**BRIEF**
Print each entry word for word.

BEGIN

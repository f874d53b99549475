//! Per-connection protocol state machine.
//!
//! A session reads exactly one auth line, then serves commands and
//! transfers one at a time until the client disconnects, the stream fails,
//! or the session is cancelled. The stream is shut down on every exit path.

use std::fmt;
use std::sync::Arc;

use protocol::{CommandRequest, Connection, Message, ProtocolError};
use tokio::io::{AsyncRead, AsyncWrite};
use tracing::Instrument;

use super::registry::SessionHandle;
use crate::auth::Authenticator;
use crate::executor::CommandExecutor;
use crate::transfer::{ActiveTransfer, FileTransferEngine};

/// Reply text for a non-command line after authentication.
pub const UNEXPECTED_MESSAGE: &str = "Unexpected message";

/// Where a session is in the protocol.
#[derive(Debug, Clone, Copy, PartialEq, Eq)]
pub enum SessionState {
    /// Stream accepted, nothing read yet.
    Connected,
    /// Waiting for the auth line.
    AwaitingAuth,
    /// Waiting for the next command.
    Authenticated,
    /// Running a shell command.
    Dispatching,
    /// Running an upload or download.
    Transferring,
    /// Terminal.
    Closed,
}

impl fmt::Display for SessionState {
    fn fmt(&self, f: &mut fmt::Formatter<'_>) -> fmt::Result {
        let name = match self {
            SessionState::Connected => "connected",
            SessionState::AwaitingAuth => "awaiting_auth",
            SessionState::Authenticated => "authenticated",
            SessionState::Dispatching => "dispatching",
            SessionState::Transferring => "transferring",
            SessionState::Closed => "closed",
        };
        f.write_str(name)
    }
}

/// Services shared by every session.
pub struct SessionContext {
    /// Runs shell commands.
    pub executor: CommandExecutor,
    /// Serves uploads and downloads.
    pub engine: FileTransferEngine,
    /// Checks credentials.
    pub authenticator: Arc<dyn Authenticator>,
}

impl fmt::Debug for SessionContext {
    fn fmt(&self, f: &mut fmt::Formatter<'_>) -> fmt::Result {
        f.debug_struct("SessionContext")
            .field("executor", &self.executor)
            .field("engine", &self.engine)
            .finish_non_exhaustive()
    }
}

/// One client connection.
pub struct Session<S> {
    conn: Connection<S>,
    handle: Arc<SessionHandle>,
    context: Arc<SessionContext>,
    state: SessionState,
    active_transfer: Option<ActiveTransfer>,
}

impl<S> Session<S>
where
    S: AsyncRead + AsyncWrite + Send,
{
    /// Wrap an established stream.
    pub fn new(stream: S, handle: Arc<SessionHandle>, context: Arc<SessionContext>) -> Self {
        Self {
            conn: Connection::new(stream),
            handle,
            context,
            state: SessionState::Connected,
            active_transfer: None,
        }
    }

    /// Current state.
    pub fn state(&self) -> SessionState {
        self.state
    }

    /// Run the session to completion. Returns the final state, which is
    /// always [`SessionState::Closed`].
    pub async fn run(mut self) -> SessionState {
        let span = tracing::info_span!(
            "session",
            session_id = %self.handle.id(),
            peer = %self.handle.peer(),
            login = tracing::field::Empty,
        );

        async move {
            let cancel = self.handle.cancel_token().clone();
            let result = tokio::select! {
                _ = cancel.cancelled() => {
                    tracing::info!(state = %self.state, "Session cancelled");
                    Ok(())
                }
                result = self.drive() => result,
            };

            match result {
                Ok(()) => {}
                Err(e) if e.is_connection_closed() => {
                    tracing::info!("Connection closed: {}", e);
                }
                Err(e) => {
                    tracing::warn!(state = %self.state, "Session failed: {}", e);
                }
            }

            if let Some(transfer) = self.active_transfer.take() {
                tracing::warn!(
                    file = %transfer.file_name,
                    bytes = transfer.bytes,
                    "Transfer interrupted"
                );
            }
            self.close().await;
            self.state
        }
        .instrument(span)
        .await
    }

    async fn drive(&mut self) -> Result<(), ProtocolError> {
        self.state = SessionState::AwaitingAuth;
        if !self.authenticate().await? {
            return Ok(());
        }
        self.state = SessionState::Authenticated;

        loop {
            let Some(line) = self.conn.read_line().await? else {
                tracing::info!("Client closed the connection");
                return Ok(());
            };
            if line.trim().is_empty() {
                continue;
            }

            match Message::decode(&line) {
                Message::Disconnect => {
                    tracing::info!("Client disconnected");
                    return Ok(());
                }
                Message::Command(payload) => self.dispatch(&payload).await?,
                other => {
                    tracing::debug!(message = ?other, "Unexpected message");
                    self.reply_error(UNEXPECTED_MESSAGE).await?;
                }
            }
        }
    }

    /// Returns `Ok(true)` if the client is now authenticated.
    async fn authenticate(&mut self) -> Result<bool, ProtocolError> {
        let Some(line) = self.conn.read_line().await? else {
            tracing::debug!("Stream ended before authentication");
            let _ = self.conn.send(&Message::AuthFailed).await;
            return Ok(false);
        };

        let Message::Auth { login, password } = Message::decode(&line) else {
            tracing::warn!("Malformed authentication line");
            self.conn.send(&Message::AuthFailed).await?;
            return Ok(false);
        };

        let authenticator = Arc::clone(&self.context.authenticator);
        let candidate = login.clone();
        let accepted =
            tokio::task::spawn_blocking(move || authenticator.authenticate(&candidate, &password))
                .await
                .unwrap_or_else(|e| {
                    tracing::error!("Authenticator panicked: {}", e);
                    false
                });

        if !accepted {
            tracing::warn!(login = %login, "Authentication failed");
            self.conn.send(&Message::AuthFailed).await?;
            return Ok(false);
        }

        self.handle.set_login(&login);
        tracing::Span::current().record("login", login.as_str());
        self.conn.send(&Message::AuthSuccess).await?;
        tracing::info!("Authenticated");
        Ok(true)
    }

    async fn dispatch(&mut self, payload: &str) -> Result<(), ProtocolError> {
        let request = match CommandRequest::parse(payload) {
            Ok(request) => request,
            Err(e) => return self.reply_error(&e.to_string()).await,
        };

        match request {
            CommandRequest::Upload(name) => {
                self.state = SessionState::Transferring;
                tracing::info!(file = %name, "Upload requested");
                self.context
                    .engine
                    .upload(&mut self.conn, name, &mut self.active_transfer)
                    .await?;
            }
            CommandRequest::Download(name) => {
                self.state = SessionState::Transferring;
                tracing::info!(file = %name, "Download requested");
                self.context
                    .engine
                    .download(&mut self.conn, name, &mut self.active_transfer)
                    .await?;
            }
            CommandRequest::Shell(command) => {
                self.state = SessionState::Dispatching;
                tracing::info!(
                    login = self.handle.login().unwrap_or_default(),
                    command = %command,
                    "Executing command"
                );
                let reply = match self.context.executor.run(command).await {
                    Ok(output) => Message::Result(output.trim_end_matches('\n').to_string()),
                    Err(e) => {
                        tracing::warn!(command = %command, "Command failed: {}", e);
                        Message::Error(e.to_string())
                    }
                };
                self.conn.send(&reply).await?;
                self.conn.send(&Message::EndOfResponse).await?;
            }
        }

        self.state = SessionState::Authenticated;
        Ok(())
    }

    async fn reply_error(&mut self, text: &str) -> Result<(), ProtocolError> {
        self.conn.send(&Message::Error(text.to_string())).await?;
        self.conn.send(&Message::EndOfResponse).await
    }

    async fn close(&mut self) {
        self.state = SessionState::Closed;
        if let Err(e) = self.conn.shutdown().await {
            tracing::debug!("Stream shutdown failed: {}", e);
        }
    }
}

END

**ANSWER BOX**
repository f874d53b99549475
//! Per-connection protocol state machine.
//!
//! A session reads exactly one auth line, then serves commands and
//! transfers one at a time until the client disconnects, the stream fails,
//! or the session is cancelled. The stream is shut down on every exit path.

use std::fmt;
use std::sync::Arc;

use protocol::{CommandRequest, Connection, Message, ProtocolError};
use tokio::io::{AsyncRead, AsyncWrite};
use tracing::Instrument;

use super::registry::SessionHandle;
use crate::auth::Authenticator;
use crate::executor::CommandExecutor;
use crate::transfer::{ActiveTransfer, FileTransferEngine};

/// Reply text for a non-command line after authentication.
pub const UNEXPECTED_MESSAGE: &str = "Unexpected message";

/// Where a session is in the protocol.
#[derive(Debug, Clone, Copy, PartialEq, Eq)]
pub enum SessionState {
    /// Stream accepted, nothing read yet.
    Connected,
    /// Waiting for the auth line.
    AwaitingAuth,
    /// Waiting for the next command.
    Authenticated,
    /// Running a shell command.
    Dispatching,
    /// Running an upload or download.
    Transferring,
    /// Terminal.
    Closed,
}

impl fmt::Display for SessionState {
    fn fmt(&self, f: &mut fmt::Formatter<'_>) -> fmt::Result {
        let name = match self {
            SessionState::Connected => "connected",
            SessionState::AwaitingAuth => "awaiting_auth",
            SessionState::Authenticated => "authenticated",
            SessionState::Dispatching => "dispatching",
            SessionState::Transferring => "transferring",
            SessionState::Closed => "closed",
        };
        f.write_str(name)
    }
}

/// Services shared by every session.
pub struct SessionContext {
    /// Runs shell commands.
    pub executor: CommandExecutor,
    /// Serves uploads and downloads.
    pub engine: FileTransferEngine,
    /// Checks credentials.
    pub authenticator: Arc<dyn Authenticator>,
}

impl fmt::Debug for SessionContext {
    fn fmt(&self, f: &mut fmt::Formatter<'_>) -> fmt::Result {
        f.debug_struct("SessionContext")
            .field("executor", &self.executor)
            .field("engine", &self.engine)
            .finish_non_exhaustive()
    }
}

/// One client connection.
pub struct Session<S> {
    conn: Connection<S>,
    handle: Arc<SessionHandle>,
    context: Arc<SessionContext>,
    state: SessionState,
    active_transfer: Option<ActiveTransfer>,
}

impl<S> Session<S>
where
    S: AsyncRead + AsyncWrite + Send,
{
    /// Wrap an established stream.
    pub fn new(stream: S, handle: Arc<SessionHandle>, context: Arc<SessionContext>) -> Self {
        Self {
            conn: Connection::new(stream),
            handle,
            context,
            state: SessionState::Connected,
            active_transfer: None,
        }
    }

    /// Current state.
    pub fn state(&self) -> SessionState {
        self.state
    }

    /// Run the session to completion. Returns the final state, which is
    /// always [`SessionState::Closed`].
    pub async fn run(mut self) -> SessionState {
        let span = tracing::info_span!(
            "session",
            session_id = %self.handle.id(),
            peer = %self.handle.peer(),
            login = tracing::field::Empty,
        );

        async move {
            let cancel = self.handle.cancel_token().clone();
            let result = tokio::select! {
                _ = cancel.cancelled() => {
                    tracing::info!(state = %self.state, "Session cancelled");
                    Ok(())
                }
                result = self.drive() => result,
            };

            match result {
                Ok(()) => {}
                Err(e) if e.is_connection_closed() => {
                    tracing::info!("Connection closed: {}", e);
                }
                Err(e) => {
                    tracing::warn!(state = %self.state, "Session failed: {}", e);
                }
            }

            if let Some(transfer) = self.active_transfer.take() {
                tracing::warn!(
                    file = %transfer.file_name,
                    bytes = transfer.bytes,
                    "Transfer interrupted"
                );
            }
            self.close().await;
            self.state
        }
        .instrument(span)
        .await
    }

    async fn drive(&mut self) -> Result<(), ProtocolError> {
        self.state = SessionState::AwaitingAuth;
        if !self.authenticate().await? {
            return Ok(());
        }
        self.state = SessionState::Authenticated;

        loop {
            let Some(line) = self.conn.read_line().await? else {
                tracing::info!("Client closed the connection");
                return Ok(());
            };
            if line.trim().is_empty() {
                continue;
            }

            match Message::decode(&line) {
                Message::Disconnect => {
                    tracing::info!("Client disconnected");
                    return Ok(());
                }
                Message::Command(payload) => self.dispatch(&payload).await?,
                other => {
                    tracing::debug!(message = ?other, "Unexpected message");
                    self.reply_error(UNEXPECTED_MESSAGE).await?;
                }
            }
        }
    }

    /// Returns `Ok(true)` if the client is now authenticated.
    async fn authenticate(&mut self) -> Result<bool, ProtocolError> {
        let Some(line) = self.conn.read_line().await? else {
            tracing::debug!("Stream ended before authentication");
            let _ = self.conn.send(&Message::AuthFailed).await;
            return Ok(false);
        };

        let Message::Auth { login, password } = Message::decode(&line) else {
            tracing::warn!("Malformed authentication line");
            self.conn.send(&Message::AuthFailed).await?;
            return Ok(false);
        };

        let authenticator = Arc::clone(&self.context.authenticator);
        let candidate = login.clone();
        let accepted =
            tokio::task::spawn_blocking(move || authenticator.authenticate(&candidate, &password))
                .await
                .unwrap_or_else(|e| {
                    tracing::error!("Authenticator panicked: {}", e);
                    false
                });

        if !accepted {
            tracing::warn!(login = %login, "Authentication failed");
            self.conn.send(&Message::AuthFailed).await?;
            return Ok(false);
        }

        self.handle.set_login(&login);
        tracing::Span::current().record("login", login.as_str());
        self.conn.send(&Message::AuthSuccess).await?;
        tracing::info!("Authenticated");
        Ok(true)
    }

    async fn dispatch(&mut self, payload: &str) -> Result<(), ProtocolError> {
        let request = match CommandRequest::parse(payload) {
            Ok(request) => request,
            Err(e) => return self.reply_error(&e.to_string()).await,
        };

        match request {
            CommandRequest::Upload(name) => {
                self.state = SessionState::Transferring;
                tracing::info!(file = %name, "Upload requested");
                self.context
                    .engine
                    .upload(&mut self.conn, name, &mut self.active_transfer)
                    .await?;
            }
            CommandRequest::Download(name) => {
                self.state = SessionState::Transferring;
                tracing::info!(file = %name, "Download requested");
                self.context
                    .engine
                    .download(&mut self.conn, name, &mut self.active_transfer)
                    .await?;
            }
            CommandRequest::Shell(command) => {
                self.state = SessionState::Dispatching;
                tracing::info!(
                    login = self.handle.login().unwrap_or_default(),
                    command = %command,
                    "Executing command"
                );
                let reply = match self.context.executor.run(command).await {
                    Ok(output) => Message::Result(output.trim_end_matches('\n').to_string()),
                    Err(e) => {
                        tracing::warn!(command = %command, "Command failed: {}", e);
                        Message::Error(e.to_string())
                    }
                };
                self.conn.send(&reply).await?;
                self.conn.send(&Message::EndOfResponse).await?;
            }
        }

        self.state = SessionState::Authenticated;
        Ok(())
    }

    async fn reply_error(&mut self, text: &str) -> Result<(), ProtocolError> {
        self.conn.send(&Message::Error(text.to_string())).await?;
        self.conn.send(&Message::EndOfResponse).await
    }

    async fn close(&mut self) {
        self.state = SessionState::Closed;
        if let Err(e) = self.conn.shutdown().await {
            tracing::debug!("Stream shutdown failed: {}", e);
        }
    }
}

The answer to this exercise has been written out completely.